_YOUR OBJECTIVE_
How many lines in the records below contain the word "impl"? Answer with the number only.

_INFORMATION SUPPLIED_
//! Command-line interface for ring center estimation.

use clap::{Args, Parser, Subcommand, ValueEnum};
use image::GrayImage;
use ringfit::{
    CenterFinder, CircleAdjustment, CircleCandidate, FinderConfig, ObjectiveKind, SeedStrategy,
};
use serde::Serialize;
use std::path::{Path, PathBuf};

type CliError = Box<dyn std::error::Error>;
type CliResult<T> = Result<T, CliError>;

#[derive(Parser)]
#[command(name = "ringfit")]
#[command(about = "Estimate the center and radius of a ring pattern in an intensity image")]
#[command(version)]
struct Cli {
    #[command(subcommand)]
    command: Commands,
}

#[derive(Subcommand)]
enum Commands {
    /// Print the pixel indices sampled along a circle.
    Sample(CliSampleArgs),

    /// Intensity centroid of the central image window.
    Centroid(CliCentroidArgs),

    /// Circle through three points.
    ThreePoint(CliThreePointArgs),

    /// Refine a seed circle against an image.
    Refine(CliRefineArgs),

    /// Seed (three points, centroid or external circle) and refine.
    Find(CliFindArgs),
}

#[derive(Debug, Clone, Args)]
struct ImageArgs {
    /// Path to the input image (converted to 8-bit grayscale).
    #[arg(long)]
    image: PathBuf,

    /// Histogram-equalize the image before processing.
    #[arg(long)]
    equalize: bool,
}

#[derive(Debug, Clone, Args)]
struct OutputArgs {
    /// Write JSON results to this path instead of stdout.
    #[arg(long)]
    out: Option<PathBuf>,
}

#[derive(Debug, Clone, Args)]
struct CliSampleArgs {
    /// Circle center column.
    #[arg(long, allow_negative_numbers = true)]
    x: f64,

    /// Circle center row.
    #[arg(long, allow_negative_numbers = true)]
    y: f64,

    /// Circle radius.
    #[arg(long)]
    r: f64,

    /// Number of samples along the circumference.
    #[arg(long, default_value_t = ringfit::DEFAULT_NUM_POINTS)]
    num_points: usize,

    /// Optional image to read intensities and objective values from.
    #[arg(long)]
    image: Option<PathBuf>,

    #[command(flatten)]
    output: OutputArgs,
}

#[derive(Debug, Clone, Args)]
struct CliCentroidArgs {
    #[command(flatten)]
    input: ImageArgs,

    /// Side of the square window around the image center.
    #[arg(long, default_value = "200")]
    window_size: u32,

    /// Pixels at or below this fraction of the window maximum are ignored.
    #[arg(long, default_value = "0.5")]
    threshold: f64,

    #[command(flatten)]
    output: OutputArgs,
}

#[derive(Debug, Clone, Args)]
struct CliThreePointArgs {
    /// First point as `x,y`.
    #[arg(long, value_parser = parse_point, allow_hyphen_values = true)]
    p0: [f64; 2],

    /// Second point as `x,y`.
    #[arg(long, value_parser = parse_point, allow_hyphen_values = true)]
    p1: [f64; 2],

    /// Third point as `x,y`.
    #[arg(long, value_parser = parse_point, allow_hyphen_values = true)]
    p2: [f64; 2],

    #[command(flatten)]
    output: OutputArgs,
}

#[derive(Debug, Clone, Copy, PartialEq, Eq, ValueEnum)]
enum ObjectiveArg {
    /// Maximize the mean intensity along the circle.
    Sum,
    /// Minimize the intensity variance along the circle.
    Variance,
}

impl ObjectiveArg {
    fn to_core(self) -> ObjectiveKind {
        match self {
            Self::Sum => ObjectiveKind::Sum,
            Self::Variance => ObjectiveKind::Variance,
        }
    }
}

#[derive(Debug, Clone, Args)]
struct RefineArgs {
    /// Objective to optimize.
    #[arg(long, value_enum, default_value_t = ObjectiveArg::Variance)]
    objective: ObjectiveArg,

    /// Maximum refinement iterations.
    #[arg(long, default_value = "200")]
    max_iterations: usize,

    /// Consecutive low-gain iterations before stopping (default depends on objective).
    #[arg(long)]
    patience: Option<usize>,

    /// Samples along the circumference per evaluation.
    #[arg(long, default_value_t = ringfit::DEFAULT_NUM_POINTS)]
    num_points: usize,

    /// Swap x/y of the result when refinement flips their ordering relative to the seed.
    #[arg(long)]
    axis_order_guard: bool,

    /// Shift the seed by `dx,dy` before refining.
    #[arg(long, value_parser = parse_point, allow_hyphen_values = true)]
    translate: Option<[f64; 2]>,

    /// Grow (or shrink, if negative) the seed radius before refining.
    #[arg(long, allow_negative_numbers = true)]
    resize: Option<f64>,
}

impl RefineArgs {
    fn apply_to(&self, config: &mut FinderConfig) {
        config.objective = Some(self.objective.to_core());
        config.refine.max_iterations = self.max_iterations;
        config.refine.patience = self.patience;
        config.refine.num_points = self.num_points;
        config.refine.axis_order_guard = self.axis_order_guard;
    }

    fn adjustments(&self) -> Vec<CircleAdjustment> {
        let mut out = Vec::new();
        if let Some([dx, dy]) = self.translate {
            out.push(CircleAdjustment::Translate { dx, dy });
        }
        if let Some(dr) = self.resize {
            out.push(CircleAdjustment::Resize { dr });
        }
        out
    }
}

#[derive(Debug, Clone, Args)]
struct CliRefineArgs {
    #[command(flatten)]
    input: ImageArgs,

    /// Seed circle as `x,y,r`.
    #[arg(long, value_parser = parse_circle, allow_hyphen_values = true)]
    seed: CircleCandidate,

    #[command(flatten)]
    refine: RefineArgs,

    #[command(flatten)]
    output: OutputArgs,
}

#[derive(Debug, Clone, Args)]
#[group(required = true, multiple = false)]
struct SeedArgs {
    /// Three points on the ring, each `x,y`.
    #[arg(long, num_args = 3, value_parser = parse_point, allow_hyphen_values = true)]
    points: Option<Vec<[f64; 2]>>,

    /// Seed from the intensity centroid paired with this radius.
    #[arg(long)]
    centroid_radius: Option<f64>,

    /// External seed circle as `x,y,r` (e.g. from a Hough transform).
    #[arg(long, value_parser = parse_circle, allow_hyphen_values = true)]
    seed: Option<CircleCandidate>,
}

impl SeedArgs {
    fn to_strategy(&self) -> CliResult<SeedStrategy> {
        if let Some(points) = &self.points {
            let pts: [[f64; 2]; 3] = points
                .as_slice()
                .try_into()
                .map_err(|_| -> CliError { "--points expects exactly three x,y values".into() })?;
            return Ok(SeedStrategy::ThreePoints(pts));
        }
        if let Some(radius) = self.centroid_radius {
            return Ok(SeedStrategy::Centroid { radius });
        }
        match self.seed {
            Some(c) => Ok(SeedStrategy::External(c)),
            None => Err("one of --points, --centroid-radius or --seed is required".into()),
        }
    }
}

#[derive(Debug, Clone, Args)]
struct CliFindArgs {
    #[command(flatten)]
    input: ImageArgs,

    #[command(flatten)]
    seed: SeedArgs,

    /// Centroid window size (only with --centroid-radius).
    #[arg(long, default_value = "200")]
    window_size: u32,

    /// Centroid threshold fraction (only with --centroid-radius).
    #[arg(long, default_value = "0.5")]
    threshold: f64,

    /// Report the seed without refining it.
    #[arg(long)]
    no_refine: bool,

    #[command(flatten)]
    refine: RefineArgs,

    #[command(flatten)]
    output: OutputArgs,
}

fn main() -> CliResult<()> {
    tracing_subscriber::fmt()
        .with_env_filter(
            tracing_subscriber::EnvFilter::try_from_default_env()
                .unwrap_or_else(|_| tracing_subscriber::EnvFilter::new("info")),
        )
        .init();

    let cli = Cli::parse();

    match cli.command {
        Commands::Sample(args) => run_sample(&args),
        Commands::Centroid(args) => run_centroid(&args),
        Commands::ThreePoint(args) => run_three_point(&args),
        Commands::Refine(args) => run_refine(&args),
        Commands::Find(args) => run_find(&args),
    }
}

// ── helpers ────────────────────────────────────────────────────────────

fn parse_floats<const N: usize>(s: &str) -> Result<[f64; N], String> {
    let parts: Vec<&str> = s.split(',').map(str::trim).collect();
    if parts.len() != N {
        return Err(format!("expected {} comma-separated numbers, got '{}'", N, s));
    }
    let mut out = [0.0; N];
    for (slot, part) in out.iter_mut().zip(parts) {
        *slot = part
            .parse::<f64>()
            .map_err(|e| format!("invalid number '{}': {}", part, e))?;
    }
    Ok(out)
}

fn parse_point(s: &str) -> Result<[f64; 2], String> {
    parse_floats::<2>(s)
}

fn parse_circle(s: &str) -> Result<CircleCandidate, String> {
    let [x, y, r] = parse_floats::<3>(s)?;
    CircleCandidate::new(x, y, r).map_err(|e| e.to_string())
}

fn load_gray(path: &Path, equalize: bool) -> CliResult<GrayImage> {
    tracing::info!("Loading image: {}", path.display());
    let img = image::open(path).map_err(|e| -> CliError {
        format!("Failed to open image {}: {}", path.display(), e).into()
    })?;
    let gray = img.to_luma8();
    let (w, h) = gray.dimensions();
    tracing::info!("Image size: {}x{}", w, h);

    if equalize {
        tracing::debug!("Equalizing histogram");
        return Ok(imageproc::contrast::equalize_histogram(&gray));
    }
    Ok(gray)
}

fn emit<T: Serialize>(value: &T, output: &OutputArgs) -> CliResult<()> {
    let json = serde_json::to_string_pretty(value)?;
    match &output.out {
        Some(path) => {
            std::fs::write(path, &json)?;
            tracing::info!("Results written to {}", path.display());
        }
        None => println!("{json}"),
    }
    Ok(())
}

fn apply_adjustments(
    seed: CircleCandidate,
    adjustments: &[CircleAdjustment],
) -> CliResult<CircleCandidate> {
    let mut seed = seed;
    for adj in adjustments {
        seed = seed.adjusted(*adj)?;
        tracing::info!(
            "Adjusted seed to ({:.3}, {:.3}, {:.3})",
            seed.x,
            seed.y,
            seed.r
        );
    }
    Ok(seed)
}

// ── sample ─────────────────────────────────────────────────────────────

#[derive(Serialize)]
struct SampleReport {
    circle: [f64; 3],
    points: Vec<ringfit::PixelIndex>,
    #[serde(skip_serializing_if = "Option::is_none")]
    intensities: Option<Vec<f64>>,
    #[serde(skip_serializing_if = "Option::is_none")]
    sum: Option<f64>,
    #[serde(skip_serializing_if = "Option::is_none")]
    variance: Option<f64>,
}

fn run_sample(args: &CliSampleArgs) -> CliResult<()> {
    let circle = CircleCandidate::new(args.x, args.y, args.r)?;
    let points = ringfit::sample_circle(circle.x, circle.y, circle.r, args.num_points);
    let mut report = SampleReport {
        circle: [circle.x, circle.y, circle.r],
        points,
        intensities: None,
        sum: None,
        variance: None,
    };

    if let Some(path) = &args.image {
        let gray = load_gray(path, false)?;
        report.intensities = Some(ringfit::sample_intensities(&gray, &circle, args.num_points)?);
        report.sum = Some(ringfit::evaluate(
            &gray,
            &circle,
            ObjectiveKind::Sum,
            args.num_points,
        )?);
        report.variance = Some(ringfit::evaluate(
            &gray,
            &circle,
            ObjectiveKind::Variance,
            args.num_points,
        )?);
    }

    emit(&report, &args.output)
}

// ── centroid ───────────────────────────────────────────────────────────

#[derive(Serialize)]
struct CentroidReport {
    center: [f64; 2],
    window_size: u32,
    threshold: f64,
}

fn run_centroid(args: &CliCentroidArgs) -> CliResult<()> {
    let gray = load_gray(&args.input.image, args.input.equalize)?;
    let center = ringfit::estimate_centroid(&gray, args.window_size, args.threshold)?;
    tracing::info!("Centroid: ({:.3}, {:.3})", center[0], center[1]);
    emit(
        &CentroidReport {
            center,
            window_size: args.window_size,
            threshold: args.threshold,
        },
        &args.output,
    )
}

// ── three-point ────────────────────────────────────────────────────────

fn run_three_point(args: &CliThreePointArgs) -> CliResult<()> {
    let circle = ringfit::fit_three_points(args.p0, args.p1, args.p2)?;
    tracing::info!(
        "Circle: center ({:.3}, {:.3}), radius {:.3}",
        circle.x,
        circle.y,
        circle.r
    );
    emit(&circle, &args.output)
}

// ── refine ─────────────────────────────────────────────────────────────

fn run_refine(args: &CliRefineArgs) -> CliResult<()> {
    let gray = load_gray(&args.input.image, args.input.equalize)?;

    let mut finder = CenterFinder::default();
    args.refine.apply_to(finder.config_mut());

    let seed = apply_adjustments(args.seed, &args.refine.adjustments())?;
    let result = finder.find_from_seed(&gray, seed);
    report_find(&result);
    emit(&result, &args.output)
}

// ── find ───────────────────────────────────────────────────────────────

fn run_find(args: &CliFindArgs) -> CliResult<()> {
    let gray = load_gray(&args.input.image, args.input.equalize)?;

    let mut finder = CenterFinder::default();
    {
        let config = finder.config_mut();
        config.centroid.window_size = args.window_size;
        config.centroid.threshold_fraction = args.threshold;
        args.refine.apply_to(config);
        if args.no_refine {
            config.objective = None;
        }
    }

    let strategy = args.seed.to_strategy()?;
    let seed = finder.seed(&gray, &strategy)?;
    let seed = apply_adjustments(seed, &args.refine.adjustments())?;
    let result = finder.find_from_seed(&gray, seed);
    report_find(&result);
    emit(&result, &args.output)
}

fn report_find(result: &ringfit::FindResult) {
    match &result.refinement {
        Some(r) if r.accepted => tracing::info!(
            "Refined ({:.3}, {:.3}, {:.3}) in {} iterations, {} {:.4} -> {:.4}",
            result.circle.x,
            result.circle.y,
            result.circle.r,
            r.iterations,
            r.objective,
            r.objective_initial,
            r.objective_final
        ),
        Some(r) => tracing::warn!(
            "Refinement rejected after {} iterations; reporting seed ({:.3}, {:.3}, {:.3})",
            r.iterations,
            result.seed.x,
            result.seed.y,
            result.seed.r
        ),
        None => tracing::info!(
            "Seed ({:.3}, {:.3}, {:.3})",
            result.seed.x,
            result.seed.y,
            result.seed.r
        ),
    }
}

_RESULT OF THIS EXERCISE_
3